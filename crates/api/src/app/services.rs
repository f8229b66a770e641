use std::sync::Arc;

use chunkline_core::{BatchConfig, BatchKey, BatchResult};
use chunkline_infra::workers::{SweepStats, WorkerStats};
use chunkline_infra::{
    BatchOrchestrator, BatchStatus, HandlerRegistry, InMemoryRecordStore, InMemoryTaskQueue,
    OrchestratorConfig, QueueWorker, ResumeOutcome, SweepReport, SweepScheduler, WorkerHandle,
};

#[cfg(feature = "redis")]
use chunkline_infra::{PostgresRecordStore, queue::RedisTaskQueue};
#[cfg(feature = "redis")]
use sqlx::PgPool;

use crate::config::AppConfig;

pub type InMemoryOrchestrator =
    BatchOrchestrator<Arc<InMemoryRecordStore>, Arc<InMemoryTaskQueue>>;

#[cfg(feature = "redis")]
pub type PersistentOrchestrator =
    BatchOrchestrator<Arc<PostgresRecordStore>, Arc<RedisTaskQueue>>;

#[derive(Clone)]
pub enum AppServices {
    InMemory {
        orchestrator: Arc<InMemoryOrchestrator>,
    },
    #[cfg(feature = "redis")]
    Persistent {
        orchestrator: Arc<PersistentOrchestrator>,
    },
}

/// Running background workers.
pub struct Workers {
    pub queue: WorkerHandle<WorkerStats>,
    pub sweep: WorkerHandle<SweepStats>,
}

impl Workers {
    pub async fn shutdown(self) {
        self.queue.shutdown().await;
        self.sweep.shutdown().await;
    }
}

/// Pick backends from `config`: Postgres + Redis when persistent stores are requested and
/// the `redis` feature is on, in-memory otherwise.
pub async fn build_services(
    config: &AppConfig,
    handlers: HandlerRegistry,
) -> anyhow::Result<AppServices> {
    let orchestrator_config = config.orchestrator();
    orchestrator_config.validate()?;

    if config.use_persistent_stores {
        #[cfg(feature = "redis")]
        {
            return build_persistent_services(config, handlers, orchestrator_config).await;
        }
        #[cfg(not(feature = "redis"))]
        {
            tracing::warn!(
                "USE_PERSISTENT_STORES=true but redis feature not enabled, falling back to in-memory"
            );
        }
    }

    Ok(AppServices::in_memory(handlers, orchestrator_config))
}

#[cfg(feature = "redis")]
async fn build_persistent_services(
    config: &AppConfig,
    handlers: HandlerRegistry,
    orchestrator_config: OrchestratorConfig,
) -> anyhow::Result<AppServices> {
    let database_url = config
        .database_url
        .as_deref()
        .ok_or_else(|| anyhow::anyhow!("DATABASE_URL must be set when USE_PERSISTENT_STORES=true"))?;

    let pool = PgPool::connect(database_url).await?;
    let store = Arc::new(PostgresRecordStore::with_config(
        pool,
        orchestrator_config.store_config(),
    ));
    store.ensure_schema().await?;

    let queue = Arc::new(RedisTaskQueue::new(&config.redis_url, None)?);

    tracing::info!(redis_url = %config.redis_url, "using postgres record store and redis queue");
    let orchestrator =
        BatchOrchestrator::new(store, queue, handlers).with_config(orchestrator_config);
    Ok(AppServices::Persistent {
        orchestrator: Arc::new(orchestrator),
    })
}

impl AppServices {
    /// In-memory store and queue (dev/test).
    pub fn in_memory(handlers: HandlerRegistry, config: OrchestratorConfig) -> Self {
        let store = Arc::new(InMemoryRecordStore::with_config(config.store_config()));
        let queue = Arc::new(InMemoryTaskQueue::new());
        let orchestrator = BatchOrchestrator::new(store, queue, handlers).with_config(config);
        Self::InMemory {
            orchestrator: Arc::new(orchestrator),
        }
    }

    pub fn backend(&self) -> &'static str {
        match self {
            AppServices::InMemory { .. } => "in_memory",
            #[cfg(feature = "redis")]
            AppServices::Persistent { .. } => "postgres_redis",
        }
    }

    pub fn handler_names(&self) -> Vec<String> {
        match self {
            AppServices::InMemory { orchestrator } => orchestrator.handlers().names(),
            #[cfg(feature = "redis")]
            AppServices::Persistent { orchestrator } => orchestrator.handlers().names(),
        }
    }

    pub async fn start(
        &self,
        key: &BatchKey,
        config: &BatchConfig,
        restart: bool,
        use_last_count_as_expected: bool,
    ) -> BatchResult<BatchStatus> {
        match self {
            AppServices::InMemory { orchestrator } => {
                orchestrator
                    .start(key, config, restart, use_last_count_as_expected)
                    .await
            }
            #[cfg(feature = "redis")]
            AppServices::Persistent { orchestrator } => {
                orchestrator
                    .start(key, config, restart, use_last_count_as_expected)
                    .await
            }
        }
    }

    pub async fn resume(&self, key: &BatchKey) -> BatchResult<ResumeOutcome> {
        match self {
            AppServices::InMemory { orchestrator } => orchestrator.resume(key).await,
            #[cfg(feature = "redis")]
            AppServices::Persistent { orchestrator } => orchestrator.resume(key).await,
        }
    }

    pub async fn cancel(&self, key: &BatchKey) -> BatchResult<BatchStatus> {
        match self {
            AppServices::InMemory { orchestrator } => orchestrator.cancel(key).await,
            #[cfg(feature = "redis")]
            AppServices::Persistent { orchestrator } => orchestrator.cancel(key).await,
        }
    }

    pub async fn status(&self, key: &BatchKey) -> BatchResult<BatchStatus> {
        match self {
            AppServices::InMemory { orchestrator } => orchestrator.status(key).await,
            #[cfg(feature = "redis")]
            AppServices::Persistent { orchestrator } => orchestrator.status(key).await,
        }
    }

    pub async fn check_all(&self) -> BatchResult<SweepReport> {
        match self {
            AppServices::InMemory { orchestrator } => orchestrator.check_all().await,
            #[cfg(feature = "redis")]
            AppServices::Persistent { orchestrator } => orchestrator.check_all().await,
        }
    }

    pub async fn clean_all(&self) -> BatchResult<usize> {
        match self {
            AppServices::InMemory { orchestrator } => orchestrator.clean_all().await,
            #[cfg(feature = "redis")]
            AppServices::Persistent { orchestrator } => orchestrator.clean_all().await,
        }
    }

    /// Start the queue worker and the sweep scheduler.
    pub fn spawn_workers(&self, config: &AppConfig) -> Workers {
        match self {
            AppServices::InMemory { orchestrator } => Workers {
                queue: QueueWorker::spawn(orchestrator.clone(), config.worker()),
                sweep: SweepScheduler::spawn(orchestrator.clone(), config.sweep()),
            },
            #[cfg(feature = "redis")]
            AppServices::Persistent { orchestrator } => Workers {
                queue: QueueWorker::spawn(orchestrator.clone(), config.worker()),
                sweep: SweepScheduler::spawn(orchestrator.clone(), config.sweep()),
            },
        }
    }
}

★ ★ ★ ★

▸ Task requirements:
An exact restatement of the data is required.

▸ Problem solution:
filename crates/api/src/app/services.rs
repository f8229b66a770e641
use std::sync::Arc;

use chunkline_core::{BatchConfig, BatchKey, BatchResult};
use chunkline_infra::workers::{SweepStats, WorkerStats};
use chunkline_infra::{
    BatchOrchestrator, BatchStatus, HandlerRegistry, InMemoryRecordStore, InMemoryTaskQueue,
    OrchestratorConfig, QueueWorker, ResumeOutcome, SweepReport, SweepScheduler, WorkerHandle,
};

#[cfg(feature = "redis")]
use chunkline_infra::{PostgresRecordStore, queue::RedisTaskQueue};
#[cfg(feature = "redis")]
use sqlx::PgPool;

use crate::config::AppConfig;

pub type InMemoryOrchestrator =
    BatchOrchestrator<Arc<InMemoryRecordStore>, Arc<InMemoryTaskQueue>>;

#[cfg(feature = "redis")]
pub type PersistentOrchestrator =
    BatchOrchestrator<Arc<PostgresRecordStore>, Arc<RedisTaskQueue>>;

#[derive(Clone)]
pub enum AppServices {
    InMemory {
        orchestrator: Arc<InMemoryOrchestrator>,
    },
    #[cfg(feature = "redis")]
    Persistent {
        orchestrator: Arc<PersistentOrchestrator>,
    },
}

/// Running background workers.
pub struct Workers {
    pub queue: WorkerHandle<WorkerStats>,
    pub sweep: WorkerHandle<SweepStats>,
}

impl Workers {
    pub async fn shutdown(self) {
        self.queue.shutdown().await;
        self.sweep.shutdown().await;
    }
}

/// Pick backends from `config`: Postgres + Redis when persistent stores are requested and
/// the `redis` feature is on, in-memory otherwise.
pub async fn build_services(
    config: &AppConfig,
    handlers: HandlerRegistry,
) -> anyhow::Result<AppServices> {
    let orchestrator_config = config.orchestrator();
    orchestrator_config.validate()?;

    if config.use_persistent_stores {
        #[cfg(feature = "redis")]
        {
            return build_persistent_services(config, handlers, orchestrator_config).await;
        }
        #[cfg(not(feature = "redis"))]
        {
            tracing::warn!(
                "USE_PERSISTENT_STORES=true but redis feature not enabled, falling back to in-memory"
            );
        }
    }

    Ok(AppServices::in_memory(handlers, orchestrator_config))
}

#[cfg(feature = "redis")]
async fn build_persistent_services(
    config: &AppConfig,
    handlers: HandlerRegistry,
    orchestrator_config: OrchestratorConfig,
) -> anyhow::Result<AppServices> {
    let database_url = config
        .database_url
        .as_deref()
        .ok_or_else(|| anyhow::anyhow!("DATABASE_URL must be set when USE_PERSISTENT_STORES=true"))?;

    let pool = PgPool::connect(database_url).await?;
    let store = Arc::new(PostgresRecordStore::with_config(
        pool,
        orchestrator_config.store_config(),
    ));
    store.ensure_schema().await?;

    let queue = Arc::new(RedisTaskQueue::new(&config.redis_url, None)?);

    tracing::info!(redis_url = %config.redis_url, "using postgres record store and redis queue");
    let orchestrator =
        BatchOrchestrator::new(store, queue, handlers).with_config(orchestrator_config);
    Ok(AppServices::Persistent {
        orchestrator: Arc::new(orchestrator),
    })
}

impl AppServices {
    /// In-memory store and queue (dev/test).
    pub fn in_memory(handlers: HandlerRegistry, config: OrchestratorConfig) -> Self {
        let store = Arc::new(InMemoryRecordStore::with_config(config.store_config()));
        let queue = Arc::new(InMemoryTaskQueue::new());
        let orchestrator = BatchOrchestrator::new(store, queue, handlers).with_config(config);
        Self::InMemory {
            orchestrator: Arc::new(orchestrator),
        }
    }

    pub fn backend(&self) -> &'static str {
        match self {
            AppServices::InMemory { .. } => "in_memory",
            #[cfg(feature = "redis")]
            AppServices::Persistent { .. } => "postgres_redis",
        }
    }

    pub fn handler_names(&self) -> Vec<String> {
        match self {
            AppServices::InMemory { orchestrator } => orchestrator.handlers().names(),
            #[cfg(feature = "redis")]
            AppServices::Persistent { orchestrator } => orchestrator.handlers().names(),
        }
    }

    pub async fn start(
        &self,
        key: &BatchKey,
        config: &BatchConfig,
        restart: bool,
        use_last_count_as_expected: bool,
    ) -> BatchResult<BatchStatus> {
        match self {
            AppServices::InMemory { orchestrator } => {
                orchestrator
                    .start(key, config, restart, use_last_count_as_expected)
                    .await
            }
            #[cfg(feature = "redis")]
            AppServices::Persistent { orchestrator } => {
                orchestrator
                    .start(key, config, restart, use_last_count_as_expected)
                    .await
            }
        }
    }

    pub async fn resume(&self, key: &BatchKey) -> BatchResult<ResumeOutcome> {
        match self {
            AppServices::InMemory { orchestrator } => orchestrator.resume(key).await,
            #[cfg(feature = "redis")]
            AppServices::Persistent { orchestrator } => orchestrator.resume(key).await,
        }
    }

    pub async fn cancel(&self, key: &BatchKey) -> BatchResult<BatchStatus> {
        match self {
            AppServices::InMemory { orchestrator } => orchestrator.cancel(key).await,
            #[cfg(feature = "redis")]
            AppServices::Persistent { orchestrator } => orchestrator.cancel(key).await,
        }
    }

    pub async fn status(&self, key: &BatchKey) -> BatchResult<BatchStatus> {
        match self {
            AppServices::InMemory { orchestrator } => orchestrator.status(key).await,
            #[cfg(feature = "redis")]
            AppServices::Persistent { orchestrator } => orchestrator.status(key).await,
        }
    }

    pub async fn check_all(&self) -> BatchResult<SweepReport> {
        match self {
            AppServices::InMemory { orchestrator } => orchestrator.check_all().await,
            #[cfg(feature = "redis")]
            AppServices::Persistent { orchestrator } => orchestrator.check_all().await,
        }
    }

    pub async fn clean_all(&self) -> BatchResult<usize> {
        match self {
            AppServices::InMemory { orchestrator } => orchestrator.clean_all().await,
            #[cfg(feature = "redis")]
            AppServices::Persistent { orchestrator } => orchestrator.clean_all().await,
        }
    }

    /// Start the queue worker and the sweep scheduler.
    pub fn spawn_workers(&self, config: &AppConfig) -> Workers {
        match self {
            AppServices::InMemory { orchestrator } => Workers {
                queue: QueueWorker::spawn(orchestrator.clone(), config.worker()),
                sweep: SweepScheduler::spawn(orchestrator.clone(), config.sweep()),
            },
            #[cfg(feature = "redis")]
            AppServices::Persistent { orchestrator } => Workers {
                queue: QueueWorker::spawn(orchestrator.clone(), config.worker()),
                sweep: SweepScheduler::spawn(orchestrator.clone(), config.sweep()),
            },
        }
    }
}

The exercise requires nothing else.